Mandatory vaccines divide Canadians
Canadians appear to be turning against mandatory COVID-19 inoculations whenever a vaccine becomes available, with a new poll suggesting the number of people opposed to the idea is growing.
The poll by Leger and the Association for Canadian Studies is the latest to take the public’s temperature during the COVID-19 pandemic, and comes as governments and scientists around the world are scrambling to find a vaccine.
The federal government has also inked a number of agreements with pharmaceutical companies to purchase millions of doses of their vaccine candidates if they prove safe and effective, over fears of a global rush for the drugs.
While the majority of respondents in earlier polls had said they were in favour of the government’s requiring people get inoculated once a vaccine is discovered, the new poll found that was no longer the case.

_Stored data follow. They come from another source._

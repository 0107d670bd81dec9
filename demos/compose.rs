//! Split a long text into a thread and print the draft with warnings
//!
//! Run: cargo run --example compose

use threadweave::{SplitMode, ThreadSplitter, TWEET_LIMIT};

#[tokio::main]
async fn main() -> Result<(), Box<dyn std::error::Error>> {
    threadweave::init()?;

    let text = "Rust's ownership model eliminates whole classes of bugs at \
        compile time. No dangling pointers, no data races, no double frees. \
        The borrow checker takes getting used to, but once it clicks you \
        stop fighting it and start leaning on it. "
        .repeat(3);

    let splitter = ThreadSplitter::new();
    let draft = splitter.split(&text, SplitMode::Compose).await?;

    let summary = draft.summary();
    println!("{} segments:", summary.segment_count);
    for segment in &draft.segments {
        println!("\n{:02}. ({}/{TWEET_LIMIT})", segment.index, segment.len());
        println!("{}", segment.text);
    }
    if !summary.all_within_limit() {
        println!("\nOver limit: {:?}", summary.over_limit);
    }

    Ok(())
}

Only 39 per cent of respondents said getting a vaccine should be mandatory, a decline of 18 percentage points from a similar poll conducted in July and more than 20 points lower than in May.

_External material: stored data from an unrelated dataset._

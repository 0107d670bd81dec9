//! # Threadweave
//!
//! A Rust library for composing X (formerly Twitter) threads from long-form
//! text: split a block of text into tweet-sized segments, attach media
//! references, and publish the segments in order as a reply chain.
//!
//! ## Features
//!
//! - Four splitting strategies behind one orchestrator: manual
//!   double-newline breaks, greedy word-fill, the strict numbered
//!   Plain-Thread format, and AI-assisted composition via the `genai` crate
//! - Typed, positional errors: malformed Plain-Thread input is rejected
//!   with the offending line, never repaired
//! - Over-limit segments are flagged, never dropped or truncated
//! - Reply-chained publishing over the X API v2 with resumable state
//! - A local workspace for saving, reopening, and archiving drafts
//!
//! ## Example
//!
//! ```rust,no_run
//! use threadweave::{AiConfig, GenAiBackend, SplitMode, ThreadSplitter};
//!
//! #[tokio::main]
//! async fn main() -> Result<(), Box<dyn std::error::Error>> {
//!     // Load GENAI_API_KEY and friends from .env
//!     threadweave::init()?;
//!
//!     let backend = GenAiBackend::new(AiConfig::from_env()?);
//!     let splitter = ThreadSplitter::with_backend(Box::new(backend));
//!
//!     let text = "A long post about Rust error handling...";
//!     let draft = splitter.split(text, SplitMode::Compose).await?;
//!
//!     let summary = draft.summary();
//!     println!("{} segments, {} over limit", summary.segment_count, summary.over_limit.len());
//!
//!     Ok(())
//! }
//! ```

pub mod ai;
pub mod autosplit;
pub mod delimiter;
pub mod error;
pub mod limit;
pub mod plain_thread;
pub mod promo;
pub mod publisher;
pub mod splitter;
pub mod types;
pub mod workspace;

pub use ai::{AiConfig, GenAiBackend, ThreadBackend};
pub use error::{Error, FormatError, Result};
pub use limit::{display_len, TWEET_LIMIT};
pub use promo::{Promo, PromoLibrary};
pub use publisher::{PublishError, PublisherConfig, ThreadPublisher};
pub use splitter::{SplitMode, ThreadSplitter};
pub use types::{Segment, SourceMode, SplitSummary, ThreadDraft};
pub use workspace::DraftWorkspace;

/// Initialize the library by loading a `.env` file
///
/// Call this at the start of your application to load environment variables
/// from a `.env` file in the current directory or parent directories.
///
/// # Errors
///
/// Currently infallible; kept fallible for future configuration sources.
pub fn init() -> Result<()> {
    dotenvy::dotenv().ok(); // Ignore if .env doesn't exist
    Ok(())
}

Fifty-four per cent of respondents instead said a vaccine should be voluntary, an 11 percentage-point increase from July and 15 since May. Six per cent of respondents said they did not know.

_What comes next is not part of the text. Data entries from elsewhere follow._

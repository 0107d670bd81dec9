//! A directory-backed workspace of saved thread drafts
//!
//! Drafts are serialized to JSON files in a workspace directory so a
//! composition session can be saved, reopened later, and archived once
//! the thread has been published. Archived drafts move to a `sent/`
//! subdirectory rather than being deleted.

use std::path::{Path, PathBuf};

use crate::error::{Error, Result};
use crate::types::ThreadDraft;

/// Subdirectory that holds drafts of already-published threads
const ARCHIVE_DIR: &str = "sent";

/// Draft storage bound to a workspace directory
pub struct DraftWorkspace {
    root: PathBuf,
}

impl DraftWorkspace {
    /// Bind a workspace to `root`. The directory is created on first write.
    #[must_use]
    pub fn open(root: impl AsRef<Path>) -> Self {
        Self {
            root: root.as_ref().to_path_buf(),
        }
    }

    /// Save `draft` under `name`, overwriting any existing draft of the
    /// same name. A `.json` extension is appended when missing.
    ///
    /// # Errors
    ///
    /// Returns [`Error::Config`] for an empty name, or an I/O error if the
    /// workspace directory or file cannot be written.
    pub fn save(&self, name: &str, draft: &ThreadDraft) -> Result<()> {
        let path = self.draft_path(name)?;
        std::fs::create_dir_all(&self.root)?;
        let contents = serde_json::to_string_pretty(draft)?;
        std::fs::write(path, contents)?;
        Ok(())
    }

    /// Load the draft saved under `name`.
    ///
    /// # Errors
    ///
    /// Returns an I/O error if the draft does not exist, or a JSON error
    /// if the file is not a valid draft.
    pub fn load(&self, name: &str) -> Result<ThreadDraft> {
        let path = self.draft_path(name)?;
        let contents = std::fs::read_to_string(path)?;
        Ok(serde_json::from_str(&contents)?)
    }

    /// Names of every saved draft, sorted, without the `.json` extension.
    /// Archived drafts are not listed. A missing workspace is empty.
    ///
    /// # Errors
    ///
    /// Returns an I/O error if the workspace directory cannot be read.
    pub fn list(&self) -> Result<Vec<String>> {
        if !self.root.exists() {
            return Ok(Vec::new());
        }
        let mut names = Vec::new();
        for entry in std::fs::read_dir(&self.root)? {
            let path = entry?.path();
            if path.extension().and_then(|e| e.to_str()) == Some("json") {
                if let Some(stem) = path.file_stem().and_then(|s| s.to_str()) {
                    names.push(stem.to_string());
                }
            }
        }
        names.sort();
        Ok(names)
    }

    /// Move the draft saved under `name` into the archive subdirectory,
    /// marking its thread as published.
    ///
    /// # Errors
    ///
    /// Returns [`Error::Config`] if no draft is saved under `name`, or an
    /// I/O error if the file cannot be moved.
    pub fn archive(&self, name: &str) -> Result<()> {
        let source = self.draft_path(name)?;
        if !source.exists() {
            return Err(Error::Config(format!("no saved draft named \"{name}\"")));
        }
        let archive_dir = self.root.join(ARCHIVE_DIR);
        std::fs::create_dir_all(&archive_dir)?;
        let file_name = source
            .file_name()
            .ok_or_else(|| Error::Config(format!("invalid draft name \"{name}\"")))?;
        std::fs::rename(&source, archive_dir.join(file_name))?;
        Ok(())
    }

    fn draft_path(&self, name: &str) -> Result<PathBuf> {
        let trimmed = name.trim();
        if trimmed.is_empty() {
            return Err(Error::Config("draft name cannot be empty".to_string()));
        }
        let file_name = if trimmed.to_lowercase().ends_with(".json") {
            trimmed.to_string()
        } else {
            format!("{trimmed}.json")
        };
        Ok(self.root.join(file_name))
    }
}

#[cfg(test)]
mod tests {
    use super::*;
    use crate::types::SourceMode;

    fn temp_workspace(name: &str) -> DraftWorkspace {
        let root = std::env::temp_dir().join(format!("threadweave-workspace-{name}"));
        let _ = std::fs::remove_dir_all(&root);
        DraftWorkspace::open(root)
    }

    fn sample_draft() -> ThreadDraft {
        ThreadDraft::from_bodies(["First", "Second"], SourceMode::Delimiter)
    }

    #[test]
    fn save_then_load_round_trips_the_draft() {
        let workspace = temp_workspace("roundtrip");
        let draft = sample_draft();
        workspace.save("rust-thread", &draft).unwrap();
        assert_eq!(workspace.load("rust-thread").unwrap(), draft);
    }

    #[test]
    fn extension_is_appended_once() {
        let workspace = temp_workspace("extension");
        workspace.save("named.json", &sample_draft()).unwrap();
        assert_eq!(workspace.list().unwrap(), vec!["named"]);
        assert!(workspace.load("named").is_ok());
    }

    #[test]
    fn list_is_sorted_and_skips_missing_workspace() {
        let workspace = temp_workspace("listing");
        assert!(workspace.list().unwrap().is_empty());

        workspace.save("zebra", &sample_draft()).unwrap();
        workspace.save("alpha", &sample_draft()).unwrap();
        assert_eq!(workspace.list().unwrap(), vec!["alpha", "zebra"]);
    }

    #[test]
    fn archive_moves_the_draft_out_of_the_listing() {
        let workspace = temp_workspace("archive");
        workspace.save("published", &sample_draft()).unwrap();
        workspace.archive("published").unwrap();

        assert!(workspace.list().unwrap().is_empty());
        assert!(workspace.load("published").is_err());

        // Still present under the archive subdirectory.
        let archived = DraftWorkspace::open(
            std::env::temp_dir()
                .join("threadweave-workspace-archive")
                .join(ARCHIVE_DIR),
        );
        assert_eq!(archived.load("published").unwrap(), sample_draft());
    }

    #[test]
    fn archiving_an_unknown_draft_fails() {
        let workspace = temp_workspace("unknown");
        assert!(workspace.archive("never-saved").is_err());
    }

    #[test]
    fn empty_name_is_rejected() {
        let workspace = temp_workspace("name");
        assert!(workspace.save("  ", &sample_draft()).is_err());
        assert!(workspace.load("").is_err());
    }

    #[test]
    fn image_refs_survive_persistence() {
        let workspace = temp_workspace("images");
        let mut draft = sample_draft();
        draft.segments[0].image_ref = Some("media-7".to_string());
        workspace.save("with-media", &draft).unwrap();
        assert_eq!(
            workspace.load("with-media").unwrap().segments[0]
                .image_ref
                .as_deref(),
            Some("media-7")
        );
    }
}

The online poll was conducted Oct. 9 to 11 and surveyed 1,539 adult Canadians. It cannot be assigned a margin of error because internetbased polls are not considered random samples.
Leger executive vice-president Christian Bourque was puzzled by the change, particularly since the percentage of respondents who said they would get a free vaccine as soon as it becomes available remains relatively high.
Sixty-three per cent said they would take up such an offer, seven points lower than in July. Another 17 per cent said they would not, which was up three points, while 20 per cent did not know.
“So some people who said they would get it would not make it mandatory,” Bourque said. “In other words, it should be like any other flu vaccine, which is voluntary.”